QRA++: Quantified Reproducibility Assessment for Common Types of Results in Natural Language Processing
Anya Belz
TL;DR
QRA++ addresses the lack of a quantitative basis for reproducibility in NLP by introducing a metrology-informed framework that yields continuous, cross-study reproducibility assessments across multiple granularity levels. It defines a standard set of experiment properties, four result types, and corresponding measures (CV^*, $r$, $\rho$, $\tau$, $W$, $\kappa$, $\alpha$, and $P$) to compare original and reproduced experiments. Through three illustrative examples, the paper shows how reproducibility depends on experiment similarity, evaluation method, and system type, and how QC-level analyses often reveal more informative patterns than system-level scores. The framework enables diagnosing causes of reproducibility gaps and provides a structured template for reporting reproducibility across NLP studies, with practical implications for improving experimental rigor and comparability.
Abstract
Reproduction studies reported in NLP provide individual data points which in combination indicate worryingly low levels of reproducibility in the field. Because each reproduction study reports quantitative conclusions based on its own, often not explicitly stated, criteria for reproduction success/failure, the conclusions drawn are hard to interpret, compare, and learn from.

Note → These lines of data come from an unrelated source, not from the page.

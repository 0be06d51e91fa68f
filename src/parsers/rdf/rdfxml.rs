//! RDF/XML to triples.
//!
//! Covers the subset SPDX documents use: typed node elements and
//! `rdf:Description`, `rdf:about` / `rdf:nodeID` subjects, anonymous blank
//! nodes, `rdf:resource` / `rdf:nodeID` objects, nested node elements,
//! literal property elements, property attributes and
//! `rdf:parseType="Resource"`.

use super::graph::{Graph, Term, POINTER_NS, RDF_NS, RDF_TYPE, SPDX_POINTER_NS};
use crate::error::{ParseErrorKind, Result, SpdxError};
use quick_xml::events::{BytesStart, Event};
use quick_xml::Reader;
use std::collections::HashMap;

const XML_NS: &str = "http://www.w3.org/XML/1998/namespace";

fn invalid(message: impl Into<String>) -> SpdxError {
    SpdxError::parse("RDF/XML deserialization", ParseErrorKind::InvalidRdf(message.into()))
}

#[derive(Debug)]
enum Frame {
    /// Inside `rdf:RDF`, expecting node elements.
    Root,
    /// Inside a node element, expecting property elements.
    Node(Term),
    /// Inside a property element, expecting text or one node element.
    Property {
        subject: Term,
        predicate: String,
        text: String,
        has_object: bool,
    },
}

#[derive(Default)]
struct RdfXmlReader {
    graph: Graph,
    frames: Vec<Frame>,
    scopes: Vec<HashMap<String, String>>,
    blank_count: usize,
}

/// Reads an RDF/XML document into a [`Graph`].
pub fn read_rdf_xml(input: &str) -> Result<Graph> {
    let mut reader = Reader::from_str(input);
    let mut state = RdfXmlReader::default();
    let mut saw_root = false;
    let mut buf = Vec::new();

    loop {
        match reader.read_event_into(&mut buf) {
            Ok(Event::Start(ref e)) => {
                saw_root = true;
                state.start(e)?;
            }
            Ok(Event::Empty(ref e)) => {
                saw_root = true;
                state.start(e)?;
                state.end()?;
            }
            Ok(Event::End(_)) => state.end()?,
            Ok(Event::Text(ref e)) => {
                let text = e.unescape().map_err(|err| invalid(err.to_string()))?;
                state.text(&text);
            }
            Ok(Event::CData(e)) => {
                let text = String::from_utf8_lossy(&e.into_inner()).into_owned();
                state.text(&text);
            }
            Ok(Event::Eof) => break,
            Ok(_) => {}
            Err(e) => {
                return Err(invalid(format!(
                    "error at position {}: {e}",
                    reader.buffer_position()
                )))
            }
        }
        buf.clear();
    }

    if !saw_root {
        return Err(invalid("no root element"));
    }
    if !state.frames.is_empty() {
        return Err(invalid("unexpected end of input"));
    }
    Ok(state.graph)
}

impl RdfXmlReader {
    fn start(&mut self, element: &BytesStart<'_>) -> Result<()> {
        let mut scope = HashMap::new();
        let mut attributes = Vec::new();
        for attr in element.attributes() {
            let attr = attr.map_err(|e| invalid(e.to_string()))?;
            let key = String::from_utf8_lossy(attr.key.as_ref()).into_owned();
            let value = attr
                .unescape_value()
                .map_err(|e| invalid(e.to_string()))?
                .into_owned();
            if key == "xmlns" {
                scope.insert(String::new(), value);
            } else if let Some(prefix) = key.strip_prefix("xmlns:") {
                scope.insert(prefix.to_string(), value);
            } else {
                attributes.push((key, value));
            }
        }
        self.scopes.push(scope);

        let name = self.resolve(&String::from_utf8_lossy(element.name().as_ref()))?;
        let mut resolved = Vec::with_capacity(attributes.len());
        for (key, value) in attributes {
            let iri = if key.contains(':') {
                self.resolve(&key)?
            } else {
                // unqualified RDF attributes are accepted as their rdf: form
                match key.as_str() {
                    "about" | "resource" | "nodeID" | "datatype" | "parseType" => {
                        format!("{RDF_NS}{key}")
                    }
                    _ => continue,
                }
            };
            resolved.push((iri, value));
        }

        match self.frames.last() {
            None if name == format!("{RDF_NS}RDF") => self.frames.push(Frame::Root),
            None | Some(Frame::Root) => {
                let node = self.node_element(&name, &resolved);
                self.frames.push(Frame::Node(node));
            }
            Some(Frame::Node(subject)) => {
                let subject = subject.clone();
                self.property_element(subject, name, &resolved);
            }
            Some(Frame::Property { .. }) => {
                let node = self.node_element(&name, &resolved);
                if let Some(Frame::Property {
                    subject,
                    predicate,
                    has_object,
                    ..
                }) = self.frames.last_mut()
                {
                    if *has_object {
                        return Err(invalid(format!(
                            "property {predicate} has more than one object"
                        )));
                    }
                    *has_object = true;
                    let (subject, predicate) = (subject.clone(), predicate.clone());
                    self.graph.insert(subject, predicate, node.clone());
                }
                self.frames.push(Frame::Node(node));
            }
        }
        Ok(())
    }

    fn end(&mut self) -> Result<()> {
        self.scopes.pop();
        match self.frames.pop() {
            Some(Frame::Property {
                subject,
                predicate,
                text,
                has_object: false,
            }) => self.graph.insert(subject, predicate, Term::Literal(text)),
            Some(_) => {}
            None => return Err(invalid("closing tag without an opening tag")),
        }
        Ok(())
    }

    fn text(&mut self, content: &str) {
        if let Some(Frame::Property { text, .. }) = self.frames.last_mut() {
            text.push_str(content);
        }
    }

    fn node_element(&mut self, name: &str, attributes: &[(String, String)]) -> Term {
        let node = attribute(attributes, "about")
            .map(|about| Term::Iri(about.to_string()))
            .or_else(|| attribute(attributes, "nodeID").map(|id| Term::Blank(id.to_string())))
            .unwrap_or_else(|| self.blank());
        if name != format!("{RDF_NS}Description") {
            self.graph
                .insert(node.clone(), RDF_TYPE, Term::Iri(name.to_string()));
        }
        for (iri, value) in attributes {
            if !iri.starts_with(RDF_NS) && !iri.starts_with(XML_NS) {
                self.graph
                    .insert(node.clone(), iri.clone(), Term::Literal(value.clone()));
            }
        }
        node
    }

    fn property_element(&mut self, subject: Term, predicate: String, attributes: &[(String, String)]) {
        if attribute(attributes, "parseType") == Some("Resource") {
            let node = self.blank();
            self.graph.insert(subject, predicate, node.clone());
            self.frames.push(Frame::Node(node));
            return;
        }
        let object = attribute(attributes, "resource")
            .map(|resource| Term::Iri(resource.to_string()))
            .or_else(|| attribute(attributes, "nodeID").map(|id| Term::Blank(id.to_string())));
        let has_object = object.is_some();
        if let Some(object) = object {
            self.graph.insert(subject.clone(), predicate.clone(), object);
        }
        self.frames.push(Frame::Property {
            subject,
            predicate,
            text: String::new(),
            has_object,
        });
    }

    fn blank(&mut self) -> Term {
        self.blank_count += 1;
        Term::Blank(format!("n{}", self.blank_count))
    }

    /// Expands `prefix:local` against the in-scope namespace declarations.
    fn resolve(&self, qname: &str) -> Result<String> {
        let (prefix, local) = qname.split_once(':').unwrap_or(("", qname));
        if prefix == "xml" {
            return Ok(format!("{XML_NS}{local}"));
        }
        let namespace = self
            .scopes
            .iter()
            .rev()
            .find_map(|scope| scope.get(prefix))
            .ok_or_else(|| invalid(format!("undeclared namespace prefix in {qname}")))?;
        let namespace = if namespace == SPDX_POINTER_NS {
            POINTER_NS
        } else {
            namespace.as_str()
        };
        Ok(format!("{namespace}{local}"))
    }
}

fn attribute<'a>(attributes: &'a [(String, String)], rdf_local: &str) -> Option<&'a str> {
    attributes.iter().find_map(|(iri, value)| {
        (iri.strip_prefix(RDF_NS) == Some(rdf_local)).then_some(value.as_str())
    })
}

In this paper, we present QRA++, a quantitative approach to reproducibility assessment that (i) produces continuous-valued degree of reproducibility assessments at three levels of granularity; (ii) utilises reproducibility measures that are directly comparable across different studies; and (iii) grounds expectations about degree of reproducibility in degree of similarity between experiments. QRA++ enables more informative reproducibility assessments to be conducted, and conclusions to be drawn about what causes reproducibility to be better/poorer. We illustrate this by applying QRA++ to three example sets of comparable experiments, revealing clear evidence that degree of reproducibility depends on similarity of experiment properties, but also system type and evaluation method.